Egypt has a long history of reverence of the dead, so it is not surprising that the tombs and mausoleums here were adopted as houses, shared with them. Some 300,000 people live in the necropolis here and to the south.
It was 4:00 pm when we arrived, so we couldn't go
anywhere else -- not a big deal, and maybe we can
go back later and see more. It isn't recommended that
we go by ourselves, as the people living in the City
of the Dead are very conservative and not necessarily
willing to be tourist attractions. They are very private.

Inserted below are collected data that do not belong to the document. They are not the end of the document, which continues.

//! `serialport`-backed transport.
//!
//! Each open port gets a reader thread that polls with a short timeout so it
//! notices a close request quickly.  Whatever one `read` returns is handed to
//! the frame handler as one chunk; chunks shorter than [`MIN_CHUNK_LEN`] are
//! stray line terminators from the firmware and are dropped here.

use std::io::{self, Read, Write};
use std::sync::atomic::{AtomicBool, Ordering};
use std::sync::Arc;
use std::thread;
use std::time::Duration;

use serialport::{DataBits, Parity, SerialPort, StopBits};
use tracing::{debug, warn};

use super::{FrameHandler, LineSettings, PortHandle, SerialTransport, TransportError};

/// How long one blocking read waits before re-checking the stop flag.
const READ_POLL: Duration = Duration::from_millis(100);

/// Smallest chunk forwarded to the frame handler.
pub const MIN_CHUNK_LEN: usize = 2;

const READ_BUFFER_LEN: usize = 256;

/// Opens real serial ports through the `serialport` crate.
#[derive(Debug, Clone, Copy, Default)]
pub struct SerialPortTransport;

impl SerialPortTransport {
    pub fn new() -> Self {
        Self
    }
}

impl SerialTransport for SerialPortTransport {
    fn list_ports(&self) -> Result<Vec<String>, TransportError> {
        let ports = serialport::available_ports().map_err(TransportError::Enumerate)?;
        Ok(ports.into_iter().map(|p| p.port_name).collect())
    }

    fn open(
        &self,
        port: &str,
        settings: LineSettings,
        on_frame: FrameHandler,
    ) -> Result<Box<dyn PortHandle>, TransportError> {
        let open_error = |source| TransportError::Open {
            port: port.to_string(),
            source,
        };

        let writer = serialport::new(port, settings.baud_rate)
            .data_bits(DataBits::Eight)
            .stop_bits(StopBits::One)
            .parity(Parity::None)
            .timeout(READ_POLL)
            .open()
            .map_err(open_error)?;
        let reader = writer.try_clone().map_err(open_error)?;

        let stop = Arc::new(AtomicBool::new(false));
        let reader_stop = Arc::clone(&stop);
        thread::Builder::new()
            .name(format!("serial-reader-{port}"))
            .spawn(move || read_loop(reader, reader_stop, on_frame))?;

        Ok(Box::new(SerialPortHandle {
            name: port.to_string(),
            port: writer,
            stop,
        }))
    }
}

fn read_loop(mut reader: Box<dyn SerialPort>, stop: Arc<AtomicBool>, mut on_frame: FrameHandler) {
    let mut buf = [0u8; READ_BUFFER_LEN];
    while !stop.load(Ordering::Acquire) {
        match reader.read(&mut buf) {
            Ok(n) if n >= MIN_CHUNK_LEN => on_frame(&buf[..n]),
            Ok(_) => {}
            Err(e) if e.kind() == io::ErrorKind::TimedOut => {}
            Err(e) => {
                warn!(error = %e, "serial read failed, stopping reader");
                break;
            }
        }
    }
    debug!("serial reader stopped");
}

struct SerialPortHandle {
    name: String,
    port: Box<dyn SerialPort>,
    stop: Arc<AtomicBool>,
}

impl PortHandle for SerialPortHandle {
    fn name(&self) -> &str {
        &self.name
    }

    fn write(&mut self, bytes: &[u8]) -> Result<(), TransportError> {
        if self.stop.load(Ordering::Acquire) {
            return Err(TransportError::Closed);
        }
        self.port.write_all(bytes)?;
        self.port.flush()?;
        Ok(())
    }

    fn close(&mut self) {
        // The reader thread exits within one poll interval and drops its clone.
        self.stop.store(true, Ordering::Release);
    }
}

impl Drop for SerialPortHandle {
    fn drop(&mut self) {
        self.close();
    }
}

We will try to return during the day, as some of the
most interesting architecture in Cairo is in the Northern
and Southern Cemeteries.
The museum, our next stop, is...WOW. Just wow. When
Mark told me that they stacked things in the halls,
I believed him because he is my husband but...they
really do stack things in the halls! The cases are haphazardly strewn around
the floors, stacked in piles, and the dust is so thick
in some of them -- undisturbed for decades, I'm sure
-- that you can't read the occasional tag. Fateh
says that only about 10% of the collection is actually
shown. They are building a new museum near the Mena House hotel, about 17000sf (five times the size of the current museum) that
will rotate displays in and out with a bit more speed
than the current museum.
Since we plan on coming back by ourselves in a few days, we did the quick "highlights" -- seated
statue of Chephren, the Scribe, Maidum Geese, Menkauhor, etc. We saw the Tutankhamen exhibit, Tanis treasures
(from Shoshenq's tomb) and the newly opened Mummy
The mummy room is a small, quiet, humidity
controlled room with all the royal mummies they have
found. It is very tastefully done, very respectful. We couldn't take any pictures, but it was interesting in a grisly, macabre sort of way.
It's a bit surprising to note that a lot of royal mummies have simply disappeared -- probably during the last century when mummies were considered a souvenir of Egypt.
Abandoning Fateh to the comfortable courtyard outside, we walked along the upper hallway where stone statues
and pieces of friezes are simply stacked on pallets. There are long galleries of glass cases containing
sarcophagi and other items. Some are so dusty that
it's obvious that they have not been touched since
the museum opened 100 years ago. It would be spooky
to be stuck here overnight. Fateh remarked later that the most scared he had ever been was when he was accidentally locked in the basement for a few minutes.